use std::collections::{BTreeMap, BTreeSet};

use cairn_crypto::hash::blake3_hash_domain;
use cairn_crypto::keys::verify;
use cairn_types::anchor::{Anchor, AnchorTeam, RewardRecord, RewardTransaction};
use cairn_types::primitives::*;

use crate::error::AnchorError;
use crate::voter::vote_signing_data;

const REWARD_TX_DOMAIN: &str = "cairn anchor reward v1";

/// Hash of a reward transaction, recorded as its `RewardTxHash`.
pub fn reward_transaction_hash(reward: &RewardTransaction) -> Result<Hash, AnchorError> {
    let bytes = borsh::to_vec(reward).map_err(|e| AnchorError::InvalidReward {
        reason: format!("reward does not encode: {}", e),
    })?;
    Ok(blake3_hash_domain(REWARD_TX_DOMAIN, &bytes))
}

/// The community anchor reward pool.
#[derive(Debug, Clone, Copy, PartialEq, Eq)]
pub struct CommunityRewardPool {
    balance: Amount,
    per_block: Amount,
}

impl CommunityRewardPool {
    pub fn new(balance: Amount, per_block: Amount) -> Self {
        Self { balance, per_block }
    }

    pub fn balance(&self) -> Amount {
        self.balance
    }

    /// Accrue one block's worth of reward.
    pub fn accrue(&mut self) -> Result<(), AnchorError> {
        self.balance = self
            .balance
            .checked_add(self.per_block)
            .ok_or_else(|| AnchorError::InvalidBlock {
                reason: "anchor reward pool overflow".to_string(),
            })?;
        Ok(())
    }

    /// Pay out the whole balance; the paying block's own accrual remains.
    pub fn pay_out(&mut self) -> Amount {
        let paid = self.balance;
        self.balance = self.per_block;
        paid
    }

    pub fn restore(&mut self, balance: Amount) {
        self.balance = balance;
    }
}

/// Check a reward transaction carried by the block at `height` against the
/// head of the unrewarded list, the pool balance and the confirm team.
pub fn validate_reward(
    reward: &RewardTransaction,
    head: Option<&Anchor>,
    previous_height: u64,
    pool: Amount,
    confirm_team: &AnchorTeam,
    quorum: usize,
) -> Result<(), AnchorError> {
    let invalid = |reason: String| Err(AnchorError::InvalidReward { reason });

    let Some(anchor) = head else {
        return invalid("no unrewarded anchor".to_string());
    };
    if anchor.external_tx_hash != reward.anchor_tx_hash {
        return invalid(format!(
            "reward for {} but head of unrewarded list is {}",
            hex::encode(reward.anchor_tx_hash),
            hex::encode(anchor.external_tx_hash)
        ));
    }
    if anchor.reward_address != reward.reward_address {
        return invalid("reward address mismatch".to_string());
    }
    if reward.amount != pool {
        return invalid(format!("amount {} differs from pool {}", reward.amount, pool));
    }

    let data = vote_signing_data(
        &anchor.external_tx_hash,
        anchor.local_block_height,
        previous_height,
        &anchor.reward_address,
    );
    let mut signers = BTreeSet::new();
    for sig in &reward.confirm_signatures {
        if !confirm_team.is_confirm_member(&sig.signer) {
            return Err(AnchorError::UnauthorizedSigner { signer: sig.signer });
        }
        if !signers.insert(sig.signer) {
            return invalid("duplicate confirm signer".to_string());
        }
        verify(&data, &sig.signature, &sig.signer).map_err(|e| AnchorError::InvalidSignature {
            reason: e.to_string(),
        })?;
    }
    if signers.len() < quorum {
        return Err(AnchorError::QuorumNotMet {
            have: signers.len(),
            need: quorum,
        });
    }
    Ok(())
}

/// Permanent anchor to reward transaction mapping.
#[derive(Debug, Clone, Default)]
pub struct RewardLedger {
    records: BTreeMap<Hash, RewardRecord>,
}

impl RewardLedger {
    pub fn new() -> Self {
        Self::default()
    }

    pub fn from_records(records: Vec<RewardRecord>) -> Self {
        Self {
            records: records
                .into_iter()
                .map(|r| (r.anchor_tx_hash, r))
                .collect(),
        }
    }

    pub fn contains(&self, anchor_tx_hash: &Hash) -> bool {
        self.records.contains_key(anchor_tx_hash)
    }

    pub fn get(&self, anchor_tx_hash: &Hash) -> Option<&RewardRecord> {
        self.records.get(anchor_tx_hash)
    }

    pub fn insert(&mut self, record: RewardRecord) {
        self.records.insert(record.anchor_tx_hash, record);
    }

    pub fn remove(&mut self, anchor_tx_hash: &Hash) -> Option<RewardRecord> {
        self.records.remove(anchor_tx_hash)
    }

    pub fn len(&self) -> usize {
        self.records.len()
    }

    pub fn is_empty(&self) -> bool {
        self.records.is_empty()
    }

    /// Records ordered by the local height that paid them.
    pub fn list(&self) -> Vec<RewardRecord> {
        let mut records: Vec<RewardRecord> = self.records.values().cloned().collect();
        records.sort_by_key(|r| (r.local_height, r.anchor_tx_hash));
        records
    }
}

#[cfg(test)]
mod tests {
    use super::*;
    use crate::test_support::make_keys;
    use crate::voter::sign_vote;
    use cairn_types::anchor::SignerSignature;
    use cairn_types::constants::COIN;

    fn make_anchor() -> Anchor {
        Anchor {
            external_block_height: 1,
            external_tx_hash: [1u8; 32],
            previous_anchor_tx_hash: ZERO_HASH,
            local_block_height: 15,
            local_block_hash: [2u8; 32],
            reward_address: [3u8; 20],
            confirmations: 6,
            signature_count: 2,
            creation_height: 45,
            active: true,
        }
    }

    fn make_team(keys: &[cairn_crypto::keys::Keypair]) -> AnchorTeam {
        let mut confirm: Vec<PublicKey> = keys.iter().map(|k| k.public_key()).collect();
        confirm.sort();
        AnchorTeam {
            auth: vec![],
            confirm,
        }
    }

    fn make_reward(keys: &[cairn_crypto::keys::Keypair], amount: Amount) -> RewardTransaction {
        let anchor = make_anchor();
        RewardTransaction {
            anchor_tx_hash: anchor.external_tx_hash,
            reward_address: anchor.reward_address,
            amount,
            confirm_signatures: keys
                .iter()
                .map(|k| {
                    let vote = sign_vote(k, &anchor, 0);
                    SignerSignature {
                        signer: vote.signer,
                        signature: vote.signature,
                    }
                })
                .collect(),
        }
    }

    #[test]
    fn test_pool_accrual_and_payout() {
        let per_block = COIN / 10;
        let mut pool = CommunityRewardPool::new(0, per_block);
        for _ in 0..46 {
            pool.accrue().unwrap();
        }
        assert_eq!(pool.balance(), 46 * per_block);
        assert_eq!(pool.pay_out(), 460_000_000);
        assert_eq!(pool.balance(), per_block);
        pool.restore(46 * per_block);
        assert_eq!(pool.balance(), 460_000_000);
    }

    #[test]
    fn test_valid_reward_accepted() {
        let keys = make_keys(3);
        let team = make_team(&keys);
        let reward = make_reward(&keys[..2], 460_000_000);
        let head = make_anchor();
        validate_reward(&reward, Some(&head), 0, 460_000_000, &team, 2).unwrap();
    }

    #[test]
    fn test_reward_rejections() {
        let keys = make_keys(3);
        let team = make_team(&keys);
        let head = make_anchor();

        let short = make_reward(&keys[..1], 460_000_000);
        assert!(matches!(
            validate_reward(&short, Some(&head), 0, 460_000_000, &team, 2),
            Err(AnchorError::QuorumNotMet { have: 1, need: 2 })
        ));

        let wrong_amount = make_reward(&keys[..2], 500_000_000);
        assert!(matches!(
            validate_reward(&wrong_amount, Some(&head), 0, 460_000_000, &team, 2),
            Err(AnchorError::InvalidReward { .. })
        ));

        let reward = make_reward(&keys[..2], 460_000_000);
        assert!(validate_reward(&reward, None, 0, 460_000_000, &team, 2).is_err());

        let outsiders = make_team(&make_keys(5)[3..]);
        assert!(matches!(
            validate_reward(&reward, Some(&head), 0, 460_000_000, &outsiders, 2),
            Err(AnchorError::UnauthorizedSigner { .. })
        ));
    }

    #[test]
    fn test_reward_hash_covers_whole_transaction() {
        let keys = make_keys(3);
        let reward = make_reward(&keys[..2], 460_000_000);
        let hash = reward_transaction_hash(&reward).unwrap();
        assert_eq!(hash, reward_transaction_hash(&reward.clone()).unwrap());
        assert_ne!(hash, blake3_hash_domain(REWARD_TX_DOMAIN, &[]));

        let fewer = make_reward(&keys[..1], 460_000_000);
        assert_ne!(hash, reward_transaction_hash(&fewer).unwrap());
        let other_amount = make_reward(&keys[..2], 10_000_000);
        assert_ne!(hash, reward_transaction_hash(&other_amount).unwrap());
    }

    #[test]
    fn test_ledger_orders_by_paying_height() {
        let mut ledger = RewardLedger::new();
        for (anchor, height) in [(2u8, 123u64), (1u8, 47u64)] {
            ledger.insert(RewardRecord {
                anchor_tx_hash: [anchor; 32],
                reward_tx_hash: [anchor + 10; 32],
                local_height: height,
                local_hash: [0u8; 32],
            });
        }
        let heights: Vec<u64> = ledger.list().iter().map(|r| r.local_height).collect();
        assert_eq!(heights, vec![47, 123]);
        assert!(ledger.remove(&[1u8; 32]).is_some());
        assert_eq!(ledger.len(), 1);
    }
}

#####

**Exercise description**. The expected output is the exact run of lines from the start of the entries through the line with "let invalid = |reason: String|", inclusive.

**Solved exercise**.
use std::collections::{BTreeMap, BTreeSet};

use cairn_crypto::hash::blake3_hash_domain;
use cairn_crypto::keys::verify;
use cairn_types::anchor::{Anchor, AnchorTeam, RewardRecord, RewardTransaction};
use cairn_types::primitives::*;

use crate::error::AnchorError;
use crate::voter::vote_signing_data;

const REWARD_TX_DOMAIN: &str = "cairn anchor reward v1";

/// Hash of a reward transaction, recorded as its `RewardTxHash`.
pub fn reward_transaction_hash(reward: &RewardTransaction) -> Result<Hash, AnchorError> {
    let bytes = borsh::to_vec(reward).map_err(|e| AnchorError::InvalidReward {
        reason: format!("reward does not encode: {}", e),
    })?;
    Ok(blake3_hash_domain(REWARD_TX_DOMAIN, &bytes))
}

/// The community anchor reward pool.
#[derive(Debug, Clone, Copy, PartialEq, Eq)]
pub struct CommunityRewardPool {
    balance: Amount,
    per_block: Amount,
}

impl CommunityRewardPool {
    pub fn new(balance: Amount, per_block: Amount) -> Self {
        Self { balance, per_block }
    }

    pub fn balance(&self) -> Amount {
        self.balance
    }

    /// Accrue one block's worth of reward.
    pub fn accrue(&mut self) -> Result<(), AnchorError> {
        self.balance = self
            .balance
            .checked_add(self.per_block)
            .ok_or_else(|| AnchorError::InvalidBlock {
                reason: "anchor reward pool overflow".to_string(),
            })?;
        Ok(())
    }

    /// Pay out the whole balance; the paying block's own accrual remains.
    pub fn pay_out(&mut self) -> Amount {
        let paid = self.balance;
        self.balance = self.per_block;
        paid
    }

    pub fn restore(&mut self, balance: Amount) {
        self.balance = balance;
    }
}

/// Check a reward transaction carried by the block at `height` against the
/// head of the unrewarded list, the pool balance and the confirm team.
pub fn validate_reward(
    reward: &RewardTransaction,
    head: Option<&Anchor>,
    previous_height: u64,
    pool: Amount,
    confirm_team: &AnchorTeam,
    quorum: usize,
) -> Result<(), AnchorError> {
    let invalid = |reason: String| Err(AnchorError::InvalidReward { reason });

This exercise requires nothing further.